Es ist bemerkenswert, zum Teil sind die Premium-Produkte der Neuen Orginale das einzige Angebot im jeweiligen Marktsegemnt. Schwer kopierbare Eigenmarken-Konzepte sollen diesen Vorsprung auf Dauer sichern. Beispiel: REWE Feine Welt. Ein Feinschmecker-Konzept, das REWE neues Potenzial im Bereich der Premium-Lebensmittel erschließt. Und den Trend von Nachhaltigkeit und Genuss bedient. REWE als Absendermarke profiliert von einer neuen Feinschmecker-Kompetenz. Und erweitert zum anderen die Zielgruppe.

 

Die Folge: Mit dem Image der eigenen Handelsmarke wird die Kompetenz des Herstellers dauerhaft gestärkt – nachhaltiger und glaubwürdiger, als es mit einer Kampagne möglich wäre.

Klassische Markenartikler bleiben außen vor. Mehr noch: Sie finden sich nun – zum Teil –  in der Rolle der Follower wieder. Damit haben sich die Rollen endgültig umgekehrt: Handelsmarken besetzen Nischen mit eigenständigen Konzepten und die vormaligen Innovationsführer stehen vor der Wahl zu kopieren oder ihrerseits neue Nischen für neue Produkt- und Markenkonzepte zu suchen. Fazit: Die Umsatzbringer von gestern sind die Imagebringer von morgen.

Die Emanzipation von Handelsmarken schreitet voran. Statt sich mit der Rolle der Follower zufrieden zugeben, übernehmen eigenständige Handelsmarken-Konzepte die Leadership-Funktion und setzen klassische Marken unter Druck. Die Bandbreite ist dabei groß wie nie: Lebensmittel, Drogerie oder Fashion – Neue Originale profilieren Herstellermarken in beinahe jedem Markt und diversen Segmenten. Dank einer fragmentierten Medienlandschaft wird Aufbau und gezielte emotionale Verankerung deutlich effizienter möglich.

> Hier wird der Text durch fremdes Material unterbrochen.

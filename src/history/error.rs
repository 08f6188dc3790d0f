//! Errors raised by the history store

use std::path::PathBuf;

use thiserror::Error;

/// Result type for history operations
pub type HistoryResult<T> = Result<T, HistoryError>;

/// Errors that can occur while resolving, writing or reading history
#[derive(Debug, Error)]
pub enum HistoryError {
    #[error("IO error: {0}")]
    Io(#[from] std::io::Error),

    #[error("XML error: {0}")]
    Xml(String),

    #[error("{} is not under the managed base directory {}", .path.display(), .base.display())]
    OutsideManagedTree { path: PathBuf, base: PathBuf },

    #[error("invalid timestamp '{0}'")]
    InvalidTimestamp(String),

    #[error("invalid entity name '{0}'")]
    InvalidName(String),

    #[error("no history exists for {0}")]
    NoHistory(String),

    #[error("revision {timestamp} not found for {entity}")]
    RevisionNotFound { entity: String, timestamp: String },

    #[error("could not create revision directory {}", .0.display())]
    RevisionDirUnavailable(PathBuf),

    #[error("cannot relocate history: {0}")]
    Relocate(String),

    #[error("diff error: {0}")]
    Diff(#[from] crate::diff::DiffError),
}

impl From<quick_xml::Error> for HistoryError {
    fn from(e: quick_xml::Error) -> Self {
        HistoryError::Xml(e.to_string())
    }
}

impl From<quick_xml::DeError> for HistoryError {
    fn from(e: quick_xml::DeError) -> Self {
        HistoryError::Xml(e.to_string())
    }
}

impl HistoryError {
    /// Stable machine-readable name of the failure class
    pub fn kind(&self) -> &'static str {
        match self {
            HistoryError::Io(_) => "io",
            HistoryError::Xml(_) => "xml",
            HistoryError::OutsideManagedTree { .. } => "outside_managed_tree",
            HistoryError::InvalidTimestamp(_) => "invalid_timestamp",
            HistoryError::InvalidName(_) => "invalid_name",
            HistoryError::NoHistory(_) => "no_history",
            HistoryError::RevisionNotFound { .. } => "revision_not_found",
            HistoryError::RevisionDirUnavailable(_) => "revision_dir_unavailable",
            HistoryError::Relocate(_) => "relocate",
            HistoryError::Diff(_) => "diff",
        }
    }
}
//! Duplicate save detection

use tracing::debug;

use super::store::RevisionStore;
use crate::types::EntityKey;

/// Decides whether a candidate payload repeats the latest stored revision.
///
/// Content is compared byte for byte; two XML documents that differ only in
/// formatting are not duplicates.
#[derive(Debug, Default, Clone, Copy)]
pub struct DuplicateDetector;

impl DuplicateDetector {
    pub fn new() -> Self {
        Self
    }

    /// True only if a previous revision exists, still has its payload and
    /// that payload equals `candidate`
    pub fn is_duplicate(&self, store: &dyn RevisionStore, key: &EntityKey, candidate: &[u8]) -> bool {
        let Ok(ids) = store.list_revision_summaries(key) else {
            return false;
        };
        let Some(latest) = ids.last() else {
            return false;
        };
        match store.read_revision(key, latest) {
            Ok(previous) if previous == candidate => {
                debug!(entity = %key, revision = %latest, "duplicate of latest revision");
                true
            }
            _ => false,
        }
    }
}
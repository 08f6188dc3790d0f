//! Helpers shared by the request loop and the tools

use serde::Serialize;
use serde_json::{json, Value};

use crate::types::{Actor, EntityKey, EntityKind, McpResult};

/// Extract tool arguments from `tools/call` params
pub fn extract_arguments(params: &Value) -> Value {
    params.get("arguments").cloned().unwrap_or_else(|| json!({}))
}

/// Extract tool name from `tools/call` params
pub fn extract_tool_name(params: &Value) -> Option<&str> {
    params.get("name").and_then(|v| v.as_str())
}

/// Build a text content response
pub fn text_response(text: String) -> Value {
    json!({
        "content": [{
            "type": "text",
            "text": text
        }]
    })
}

/// Text content holding pretty-printed JSON
pub fn json_response<T: Serialize>(value: &T) -> McpResult<Value> {
    Ok(text_response(serde_json::to_string_pretty(value)?))
}

pub fn required_str<'a>(params: &'a Value, field: &str) -> McpResult<&'a str> {
    params
        .get(field)
        .and_then(|v| v.as_str())
        .ok_or_else(|| format!("Missing {}", field).into())
}

pub fn optional_str<'a>(params: &'a Value, field: &str) -> Option<&'a str> {
    params.get(field).and_then(|v| v.as_str()).filter(|s| !s.is_empty())
}

/// Entity named by `kind` (job, system, agent, deleted; default job) and `field`
pub fn entity_key(params: &Value, field: &str) -> McpResult<EntityKey> {
    let kind: EntityKind = match params.get("kind") {
        Some(kind) => serde_json::from_value(kind.clone())?,
        None => EntityKind::Job,
    };
    Ok(kind.key(required_str(params, field)?))
}

/// Actor from `user`/`userId`; `None` lets the history use its own
pub fn actor_from(params: &Value) -> Option<Actor> {
    let user = optional_str(params, "user");
    let id = optional_str(params, "userId");
    match (user, id) {
        (None, None) => None,
        (user, id) => {
            let name = user.or(id).unwrap_or_default();
            Some(Actor::new(name, id.unwrap_or(name)))
        }
    }
}

#[cfg(test)]
mod tests {
    use super::*;

    #[test]
    fn test_entity_key_defaults_to_job() {
        let key = entity_key(&json!({ "name": "folder/job" }), "name").unwrap();
        assert_eq!(key, EntityKey::Job("folder/job".to_string()));

        let key = entity_key(&json!({ "kind": "agent", "name": "n1" }), "name").unwrap();
        assert_eq!(key, EntityKey::Agent("n1".to_string()));

        assert!(entity_key(&json!({ "kind": "plugin", "name": "x" }), "name").is_err());
        assert!(entity_key(&json!({}), "name").is_err());
    }

    #[test]
    fn test_actor_from() {
        assert_eq!(actor_from(&json!({})), None);
        assert_eq!(actor_from(&json!({ "user": "Jane" })), Some(Actor::new("Jane", "Jane")));
        assert_eq!(
            actor_from(&json!({ "user": "Jane", "userId": "jdoe" })),
            Some(Actor::new("Jane", "jdoe"))
        );
    }
}
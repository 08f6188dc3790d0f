//! Overview projection of a revision

use serde::{Deserialize, Serialize};

use super::{Operation, Revision, TimestampId};

/// One row of an overview listing: a revision plus its owning entity
#[derive(Debug, Clone, PartialEq, Eq, Serialize, Deserialize)]
#[serde(rename_all = "camelCase")]
pub struct ConfigInfo {
    /// Folder-qualified entity name (`folder/job`), or the system/agent name
    pub name: String,
    pub timestamp: TimestampId,
    pub operation: Operation,
    pub user: String,
    pub user_id: String,
    #[serde(default, skip_serializing_if = "Option::is_none")]
    pub current_name: Option<String>,
    #[serde(default, skip_serializing_if = "Option::is_none")]
    pub old_name: Option<String>,
    /// Whether the live configuration is still considered to exist
    pub config_exists: bool,
    pub is_job: bool,
}

impl ConfigInfo {
    pub fn from_revision(name: &str, revision: Revision, config_exists: bool, is_job: bool) -> Self {
        Self {
            name: name.to_string(),
            timestamp: revision.timestamp,
            operation: revision.operation,
            user: revision.user,
            user_id: revision.user_id,
            current_name: revision.current_name,
            old_name: revision.old_name,
            config_exists,
            is_job,
        }
    }
}

impl std::fmt::Display for ConfigInfo {
    fn fmt(&self, f: &mut std::fmt::Formatter<'_>) -> std::fmt::Result {
        write!(f, "{} on {} @{}", self.operation, self.name, self.timestamp)
    }
}

/// Sort newest first; ties keep name order so listings are stable
pub fn sort_newest_first(configs: &mut [ConfigInfo]) {
    configs.sort_by(|a, b| b.timestamp.cmp(&a.timestamp).then_with(|| a.name.cmp(&b.name)));
}

#[cfg(test)]
mod tests {
    use super::*;

    fn info(name: &str, ts: &str) -> ConfigInfo {
        ConfigInfo {
            name: name.to_string(),
            timestamp: TimestampId::parse(ts).unwrap(),
            operation: Operation::Changed,
            user: "unknown".to_string(),
            user_id: "unknown".to_string(),
            current_name: None,
            old_name: None,
            config_exists: true,
            is_job: true,
        }
    }

    #[test]
    fn test_sort_newest_first() {
        let mut configs = vec![
            info("b", "2012-11-21_11-28-12"),
            info("a", "2013-01-01_00-00-00"),
            info("a", "2012-11-21_11-28-12"),
        ];
        sort_newest_first(&mut configs);
        assert_eq!(configs[0].timestamp.as_str(), "2013-01-01_00-00-00");
        assert_eq!(configs[1].name, "a");
        assert_eq!(configs[2].name, "b");
    }

    #[test]
    fn test_display() {
        assert_eq!(
            info("Test1", "2012-11-21_11-28-12").to_string(),
            "Changed on Test1 @2012-11-21_11-28-12"
        );
    }
}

Die Konsequenz: Neue Segmente im Markt mit eigenen Markenkonzepten zu erschließen, wird zum anspruchsvollen, aber lohnenden Ziel für den Handel. Denn neben der Wertschöpung ist die Profilierung der Herstellermarke ein glaubwürdiger und langfristiger Nebeneffekt.

Damit setzt der neue Anspruch an Emotion und Image klassische Marken unter Zugzwang. Denn die Grenzen zwischen den Markenkonzepten sind de facto aufgehoben. Die Kopien von einst sind Neue Originale geworden; und damit aus den Umsatzbringern von gestern die Imagebringer von morgen.